Me: Okay, seems like I am going to watch the whole video now. 😂
@ukhu_pacha 2 роки тому ⁺²
I haven't finished the whole video and you are already commenting? I guess I'm late
@AICoffeeBreak 2 роки тому ⁺³
@@ukhu_pacha I haven't either, I commented about the first minute. 😅 I actually have to postpone watching this video because I have to go in 10 mins. 😑
@ukhu_pacha 2 роки тому ⁺¹
@@AICoffeeBreak Coffee bean needs help!
@ahnafapathan 2 роки тому ⁺⁷
Yannic I simply cannot put into words my gratitude for you. Please never stop.
@ZimoNitrome 2 роки тому ⁺¹⁴
Everyone is biased. As it's difficult to get around that it's good that you disclose it.
Good vid. Keep it up!
@josephclements2145 2 роки тому ⁺⁵
To me biases are intuitive understandings of patterns observed through experience that are often difficult to explain logically. So biases should be carefully evaluated to determine if there are legitimate rules generating the pattern or if our personal perspective is distorting our understanding. Comparing our biases with someone with different biases one way of accomplishing that task.
@oshri8 2 роки тому ⁺⁵
Great video as always.
Fun fact Adi Shamir is the "S" in the "RSA" encryption algorithm.
@WhatsAI 2 роки тому
Amazing video as always Yannic, thank you for sharing and explaining so clearly!
@AhmedNaguibVideos 2 роки тому ⁺³
36:36 omg that’s right, how did I not see that until that point!
@ukhu_pacha 2 роки тому ⁺¹¹
Squishy fippy stretchy feature model, say that 100 times.

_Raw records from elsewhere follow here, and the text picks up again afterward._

use chrono::{DateTime, Utc};
use parcel_core::models::{UploadMetadata, UploadStatus};
use parcel_core::AppError;
use uuid::Uuid;

/// Outcome of a compare-and-swap status write
#[derive(Debug, Clone, PartialEq, Eq)]
pub enum ConditionalUpdate {
    /// The record was in the expected state and now carries the new one
    Applied(UploadMetadata),
    /// The record is missing or was not in the expected state; nothing was written
    ConditionFailed,
}

/// Trait for upload record store operations
///
/// Every status transition goes through [`conditional_update_status`], so concurrent
/// writers across instances cannot both win the same transition.
///
/// [`conditional_update_status`]: UploadRecordStore::conditional_update_status
#[async_trait::async_trait]
pub trait UploadRecordStore: Send + Sync {
    /// Insert a new record. Fails if a record with the same `file_id` exists.
    async fn put(&self, record: &UploadMetadata) -> Result<(), AppError>;

    async fn get(&self, file_id: Uuid) -> Result<Option<UploadMetadata>, AppError>;

    /// Set `status = to` and `updated_at = at` only if the current status is `from`.
    async fn conditional_update_status(
        &self,
        file_id: Uuid,
        from: UploadStatus,
        to: UploadStatus,
        at: DateTime<Utc>,
    ) -> Result<ConditionalUpdate, AppError>;

    /// Records in `status` whose `expires_at <= before`, oldest first, at most `limit`.
    async fn scan_by_status_and_expiry(
        &self,
        status: UploadStatus,
        before: DateTime<Utc>,
        limit: i64,
    ) -> Result<Vec<UploadMetadata>, AppError>;

    /// Delete terminal records whose `expires_at <= before`. Returns how many were removed.
    async fn purge_terminal_before(&self, before: DateTime<Utc>) -> Result<u64, AppError>;

    async fn health_check(&self) -> Result<(), AppError>;
}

@sayakpaul3152 2 роки тому
37:35: Totally agree with the argument on Kernelized SVMs especially if you go higher dimensions. Not only that is backed by good theory but also leads to the implicit bias of SGD with the thought that continuing training will converge to an SVM solution.
@stacksmasherninja7266 2 роки тому ⁺⁵
Kinda unsure how this model scales to multiclass setting. Moreover, how do the dimples explain targeted adversarial examples ? You can make the classifier classify a "cat" image as literally any class in the dataset (by decreasing the loss w.r.t. new target class instead of increasing the loss w.r.t. original target class) using PGD. Any idea ?
@YannicKilcher 2 роки тому ⁺¹
Yes, the model would somehow have to explain which "side" the dimples go around the data in high-dimensional space.
@ericadar 2 роки тому ⁺¹
Why should it be the case that with a sufficiently diverse distribution of training examples and sufficiently complex function (NN) we don’t see convergence on a feature space via gradient descent with k dimensions (k
@YannicKilcher 2 роки тому ⁺²
I think by the fact that our visual system and these models don't use exactly the same architecture means there will always be features picked up by one but not the other.
@sacramentofwilderness6656 2 роки тому
Thanks a lot for this video and very deep and thoughtful discussion! I have a question concerning the adversarial examples - we start from the image, say, of a cat, and after moving some distance, our classifier would say that it is guacamole. But what happens if one moves further in this direction - model becomes more and more confident, that it is guacamole or there can be some other class, like an apple or helicopter, and when moving far along this direction we would have some weird changes of classes, despite from the view of human perception, there won't be anything meaningful depicted. May it be the case, that far from the data manifold one has a lot of sharp and rapidly changing decision boundaries?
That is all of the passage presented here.